Copy exactly the lines from the start of the data below through the one that carries "pub mod domains;", and only those.
--
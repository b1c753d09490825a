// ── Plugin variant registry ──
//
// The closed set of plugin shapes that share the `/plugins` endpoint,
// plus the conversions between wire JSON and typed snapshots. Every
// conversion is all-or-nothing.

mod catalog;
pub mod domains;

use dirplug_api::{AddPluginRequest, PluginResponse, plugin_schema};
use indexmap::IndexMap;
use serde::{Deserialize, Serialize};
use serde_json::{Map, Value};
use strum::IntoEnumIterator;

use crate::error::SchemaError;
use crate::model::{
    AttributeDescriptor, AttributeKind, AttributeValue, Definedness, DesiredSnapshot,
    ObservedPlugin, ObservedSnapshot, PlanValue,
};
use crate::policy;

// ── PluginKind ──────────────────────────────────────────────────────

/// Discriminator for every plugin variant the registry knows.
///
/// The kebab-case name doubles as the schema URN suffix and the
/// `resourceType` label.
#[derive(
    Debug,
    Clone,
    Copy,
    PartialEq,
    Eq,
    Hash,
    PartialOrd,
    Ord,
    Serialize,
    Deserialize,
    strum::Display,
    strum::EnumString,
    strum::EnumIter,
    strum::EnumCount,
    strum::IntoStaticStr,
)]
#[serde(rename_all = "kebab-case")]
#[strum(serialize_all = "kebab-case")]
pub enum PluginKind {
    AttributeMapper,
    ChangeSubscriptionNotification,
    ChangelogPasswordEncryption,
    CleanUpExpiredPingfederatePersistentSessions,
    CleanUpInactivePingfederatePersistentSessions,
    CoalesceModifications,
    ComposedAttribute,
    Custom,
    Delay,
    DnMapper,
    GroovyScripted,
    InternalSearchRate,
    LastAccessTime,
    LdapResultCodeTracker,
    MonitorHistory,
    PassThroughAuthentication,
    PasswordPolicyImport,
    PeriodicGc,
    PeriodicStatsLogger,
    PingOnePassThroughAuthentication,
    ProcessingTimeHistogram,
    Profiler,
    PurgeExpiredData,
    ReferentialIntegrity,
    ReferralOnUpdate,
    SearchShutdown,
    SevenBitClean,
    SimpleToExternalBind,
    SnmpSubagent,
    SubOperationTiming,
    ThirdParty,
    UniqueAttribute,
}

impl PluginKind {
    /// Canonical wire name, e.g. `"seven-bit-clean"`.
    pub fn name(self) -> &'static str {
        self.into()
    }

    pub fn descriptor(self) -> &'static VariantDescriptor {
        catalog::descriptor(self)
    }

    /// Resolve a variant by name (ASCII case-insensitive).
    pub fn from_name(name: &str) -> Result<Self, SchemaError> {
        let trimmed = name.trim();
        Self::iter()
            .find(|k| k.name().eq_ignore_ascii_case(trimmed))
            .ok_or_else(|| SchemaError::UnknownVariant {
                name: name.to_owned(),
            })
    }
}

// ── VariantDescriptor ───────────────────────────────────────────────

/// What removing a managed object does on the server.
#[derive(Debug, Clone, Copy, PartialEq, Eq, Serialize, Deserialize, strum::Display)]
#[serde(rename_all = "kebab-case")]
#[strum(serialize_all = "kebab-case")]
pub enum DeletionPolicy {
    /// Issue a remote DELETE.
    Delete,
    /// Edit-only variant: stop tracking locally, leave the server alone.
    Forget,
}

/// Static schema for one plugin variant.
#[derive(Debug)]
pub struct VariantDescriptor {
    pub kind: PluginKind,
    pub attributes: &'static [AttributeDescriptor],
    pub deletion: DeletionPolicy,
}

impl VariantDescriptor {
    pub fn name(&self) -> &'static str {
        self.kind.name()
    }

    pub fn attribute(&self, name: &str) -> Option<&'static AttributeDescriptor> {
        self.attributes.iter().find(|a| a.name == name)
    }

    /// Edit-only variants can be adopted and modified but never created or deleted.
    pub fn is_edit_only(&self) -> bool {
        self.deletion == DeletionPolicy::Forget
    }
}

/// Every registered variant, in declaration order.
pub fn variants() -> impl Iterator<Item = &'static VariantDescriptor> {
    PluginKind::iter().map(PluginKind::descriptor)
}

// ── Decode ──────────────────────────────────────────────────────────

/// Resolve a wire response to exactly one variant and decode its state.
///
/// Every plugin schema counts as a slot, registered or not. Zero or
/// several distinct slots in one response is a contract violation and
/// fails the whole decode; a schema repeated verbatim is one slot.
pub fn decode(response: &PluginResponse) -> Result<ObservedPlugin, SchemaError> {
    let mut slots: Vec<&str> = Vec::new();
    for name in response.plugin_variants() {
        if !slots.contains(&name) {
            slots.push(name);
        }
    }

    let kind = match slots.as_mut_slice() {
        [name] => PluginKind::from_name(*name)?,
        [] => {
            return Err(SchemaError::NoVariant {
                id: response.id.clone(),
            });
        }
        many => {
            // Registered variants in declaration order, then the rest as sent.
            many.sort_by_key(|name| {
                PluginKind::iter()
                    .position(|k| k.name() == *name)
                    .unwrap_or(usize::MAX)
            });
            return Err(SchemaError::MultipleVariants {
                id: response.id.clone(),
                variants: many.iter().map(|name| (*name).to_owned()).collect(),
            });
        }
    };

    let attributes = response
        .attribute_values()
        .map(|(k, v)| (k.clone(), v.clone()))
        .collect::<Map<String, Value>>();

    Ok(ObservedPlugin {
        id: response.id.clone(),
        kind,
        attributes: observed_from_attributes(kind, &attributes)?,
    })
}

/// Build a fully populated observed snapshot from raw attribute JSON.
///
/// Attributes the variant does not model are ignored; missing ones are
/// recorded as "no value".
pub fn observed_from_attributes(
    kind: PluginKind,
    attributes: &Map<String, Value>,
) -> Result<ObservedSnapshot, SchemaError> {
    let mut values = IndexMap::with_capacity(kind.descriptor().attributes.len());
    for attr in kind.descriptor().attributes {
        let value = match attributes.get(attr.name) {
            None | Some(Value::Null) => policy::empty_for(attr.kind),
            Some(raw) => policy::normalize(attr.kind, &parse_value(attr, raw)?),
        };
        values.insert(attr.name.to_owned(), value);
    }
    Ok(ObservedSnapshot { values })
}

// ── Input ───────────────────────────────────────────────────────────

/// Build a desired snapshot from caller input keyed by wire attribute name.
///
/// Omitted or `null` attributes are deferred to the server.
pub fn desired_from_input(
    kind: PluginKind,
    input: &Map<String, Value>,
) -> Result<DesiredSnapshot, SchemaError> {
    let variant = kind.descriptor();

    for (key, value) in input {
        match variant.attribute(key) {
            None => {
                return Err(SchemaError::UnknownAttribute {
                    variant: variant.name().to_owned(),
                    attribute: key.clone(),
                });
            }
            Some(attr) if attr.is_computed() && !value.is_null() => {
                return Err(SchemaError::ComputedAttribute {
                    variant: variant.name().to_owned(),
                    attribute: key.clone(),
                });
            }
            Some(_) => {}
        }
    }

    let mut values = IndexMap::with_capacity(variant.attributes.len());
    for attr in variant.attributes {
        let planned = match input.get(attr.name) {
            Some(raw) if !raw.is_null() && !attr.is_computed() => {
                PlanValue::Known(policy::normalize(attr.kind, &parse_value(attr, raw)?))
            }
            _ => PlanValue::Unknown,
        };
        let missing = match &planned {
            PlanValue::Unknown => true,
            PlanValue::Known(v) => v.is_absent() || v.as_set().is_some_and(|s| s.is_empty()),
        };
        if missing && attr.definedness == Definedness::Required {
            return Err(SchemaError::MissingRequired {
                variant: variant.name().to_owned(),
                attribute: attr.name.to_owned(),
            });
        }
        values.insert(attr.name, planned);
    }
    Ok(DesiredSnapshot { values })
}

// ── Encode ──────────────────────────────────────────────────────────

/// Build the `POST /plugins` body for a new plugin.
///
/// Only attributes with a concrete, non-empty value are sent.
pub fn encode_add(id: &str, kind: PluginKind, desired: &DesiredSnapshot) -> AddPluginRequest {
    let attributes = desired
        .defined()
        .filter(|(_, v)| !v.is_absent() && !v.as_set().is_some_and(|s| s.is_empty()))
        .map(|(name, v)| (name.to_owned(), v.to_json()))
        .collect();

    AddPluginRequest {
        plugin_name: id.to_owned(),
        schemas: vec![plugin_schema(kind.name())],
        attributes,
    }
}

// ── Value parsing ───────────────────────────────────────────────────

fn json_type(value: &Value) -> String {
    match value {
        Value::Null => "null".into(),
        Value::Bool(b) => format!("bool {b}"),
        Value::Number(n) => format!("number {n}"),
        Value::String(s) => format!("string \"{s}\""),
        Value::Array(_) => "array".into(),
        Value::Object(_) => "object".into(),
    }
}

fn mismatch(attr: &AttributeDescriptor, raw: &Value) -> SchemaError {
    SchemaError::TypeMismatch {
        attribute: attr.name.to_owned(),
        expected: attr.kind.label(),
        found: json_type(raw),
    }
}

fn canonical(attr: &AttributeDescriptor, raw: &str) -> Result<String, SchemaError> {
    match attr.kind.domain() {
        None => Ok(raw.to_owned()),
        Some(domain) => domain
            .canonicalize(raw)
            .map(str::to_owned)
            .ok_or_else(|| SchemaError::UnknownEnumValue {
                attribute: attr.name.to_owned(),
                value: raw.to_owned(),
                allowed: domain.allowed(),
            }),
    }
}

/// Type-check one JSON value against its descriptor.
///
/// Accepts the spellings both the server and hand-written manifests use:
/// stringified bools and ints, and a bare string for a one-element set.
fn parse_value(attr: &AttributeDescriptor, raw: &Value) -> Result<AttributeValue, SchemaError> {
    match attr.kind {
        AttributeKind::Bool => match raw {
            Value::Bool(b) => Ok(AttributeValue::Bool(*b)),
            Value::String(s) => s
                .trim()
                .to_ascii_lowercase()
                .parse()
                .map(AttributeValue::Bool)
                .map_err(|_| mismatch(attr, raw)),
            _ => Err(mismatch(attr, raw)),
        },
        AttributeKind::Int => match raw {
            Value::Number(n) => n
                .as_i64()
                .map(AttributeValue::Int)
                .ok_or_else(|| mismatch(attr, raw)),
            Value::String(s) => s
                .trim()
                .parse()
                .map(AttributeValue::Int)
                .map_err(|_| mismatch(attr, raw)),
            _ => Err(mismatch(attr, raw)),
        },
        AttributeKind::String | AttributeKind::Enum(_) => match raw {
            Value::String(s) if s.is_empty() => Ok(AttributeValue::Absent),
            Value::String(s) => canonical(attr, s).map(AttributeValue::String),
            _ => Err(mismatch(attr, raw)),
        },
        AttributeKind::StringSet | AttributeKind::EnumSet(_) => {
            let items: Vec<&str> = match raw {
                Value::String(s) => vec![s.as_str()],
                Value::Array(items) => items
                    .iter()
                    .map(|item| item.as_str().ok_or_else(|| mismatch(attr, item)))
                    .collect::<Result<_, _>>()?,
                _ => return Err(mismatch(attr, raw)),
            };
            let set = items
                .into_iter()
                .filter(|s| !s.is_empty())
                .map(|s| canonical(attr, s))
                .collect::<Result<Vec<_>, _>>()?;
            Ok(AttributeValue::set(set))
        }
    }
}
--
**EXPECTED ANSWER**.
repository b1c753d09490825a
// ── Plugin variant registry ──
//
// The closed set of plugin shapes that share the `/plugins` endpoint,
// plus the conversions between wire JSON and typed snapshots. Every
// conversion is all-or-nothing.

mod catalog;
pub mod domains;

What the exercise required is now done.